I needed about 10GB to do some Windows XP experiments. Not a lot of space but I wanted a clean drive. So I cloned sda1 to a file on my linux drive (sdb) using ntfsclone and deleted the partition. That freed 200GB for my experiments which is way more than I needed. But I don't want Windows XP to see my Win7 installation on sda2 because Windows has a weird tendency to store its boot files on other partitions. So I deleted sda2. I don't need to backup sda2 because I'm not going to write any data there. All I need to do is record the original fdisk parameters so I can redefine the partition later. (This is the part where I thought I was being smart.)

The Problem

Experiment completed, I redefined the partitions using fdisk by entering the values shown in the original fdisk output. I used ntfsclone to restore the Windows Server 2008 partition. No problem with sda1 but linux couldn't mount the NTFS filesystem in sda2. I tried the same thing a second time - still couldn't mount the partition. Tried a third time - still couldn't mount sda2. This doesn't make sense - I know all the data is still there, all I need to do is redefine the partition and the filesystem should be there. But I remembered someone telling me that the definition of Insanity is doing the same thing over and over again and expecting a different outcome. So maybe it is time to stop and think.

A few minutes of sober second thought revealed the problem: fdisk shows the start and end cylinder numbers, but each cylinder contains 16065 blocks. Did you notice that sda1 ends in the same cylinder that sda2 starts? That means that within cylinder 25497 there is a block, call it LAST_BLOCK_IN_SDA1 which is the last block in sda1. And later in the same cylinder there is another block which is FIRST_BLOCK_IN_SDA2. I don't know exactly where either of these blocks is located - could be any two of the more than sixteen thousand blocks.

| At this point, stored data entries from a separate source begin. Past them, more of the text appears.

//! Job listing and manual triggers.
//!
//! `POST /jobs/{id}/trigger` runs any registered job and answers once it ends.
//! `GET /trigger-1h` and `GET /trigger-2h` are kept as aliases for the two
//! built-in jobs.

use axum::{
    extract::{Path, State},
    Json,
};
use serde_json::{json, Value};
use std::sync::Arc;
use tracing::error;

use super::{api_error, timestamp, ApiError};
use crate::{app::AppState, jobs};

/// GET /jobs: every scheduled job with its next run time.
pub async fn list_handler(State(state): State<Arc<AppState>>) -> Json<Value> {
    Json(json!({ "jobs": state.scheduler.jobs_info() }))
}

/// POST /jobs/{id}/trigger
///
/// Returns 200 with the elapsed time on success, 404 for an unknown id and
/// 500 when the job's action fails.
pub async fn trigger_handler(
    State(state): State<Arc<AppState>>,
    Path(id): Path<String>,
) -> Result<Json<Value>, ApiError> {
    trigger(&state, &id).await
}

/// GET /trigger-1h
pub async fn trigger_1h_handler(
    State(state): State<Arc<AppState>>,
) -> Result<Json<Value>, ApiError> {
    trigger(&state, jobs::FUNCTION_1H).await
}

/// GET /trigger-2h
pub async fn trigger_2h_handler(
    State(state): State<Arc<AppState>>,
) -> Result<Json<Value>, ApiError> {
    trigger(&state, jobs::FUNCTION_2H).await
}

async fn trigger(state: &AppState, id: &str) -> Result<Json<Value>, ApiError> {
    match state.invoker.invoke(id).await {
        Ok(report) => Ok(Json(json!({
            "message": format!("{} triggered manually", report.name),
            "status": "success",
            "job_id": report.id,
            "elapsed_ms": report.elapsed_ms(),
            "timestamp": timestamp(),
        }))),
        Err(e) => {
            error!(job_id = %id, "error triggering job: {e}");
            Err(api_error(format!("Error triggering {id}"), &e))
        }
    }
}
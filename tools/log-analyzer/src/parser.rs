//! Line grammar: `timestamp - service - level - message`.

use once_cell::sync::Lazy;
use regex::Regex;

use crate::types::Record;

/// Anchored at both ends. The message group is greedy, so a message containing
/// ` - ` keeps it instead of being split into extra fields.
static LINE_REGEX: Lazy<Regex> = Lazy::new(|| {
  Regex::new(r"^(?P<timestamp>[\d\- :]+) - (?P<service>\w+) - (?P<level>\w+) - (?P<message>.+)$")
    .unwrap_or_else(|_| unreachable!())
});

/// Parse one raw line into a Record.
///
/// Surrounding whitespace is trimmed first. Returns `None` when the line does
/// not match the grammar; the caller decides how to report it. Timestamps are
/// not validated and any word token is accepted as a level.
pub fn parse_line(line: &str) -> Option<Record> {
  let caps = LINE_REGEX.captures(line.trim())?;
  Some(Record::new(
    &caps["timestamp"],
    &caps["service"],
    &caps["level"],
    &caps["message"],
  ))
}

And the two blocks might not be right next to each other, there could be unused blocks between them. In fact, the original sda1 might not have started at the first block in cyclinder 1. In hindsight, fdisk might be a decent tool for quickly partitioning a disk, but it is a poor tool for partition backup and recovery. I need to find something better than fdisk ...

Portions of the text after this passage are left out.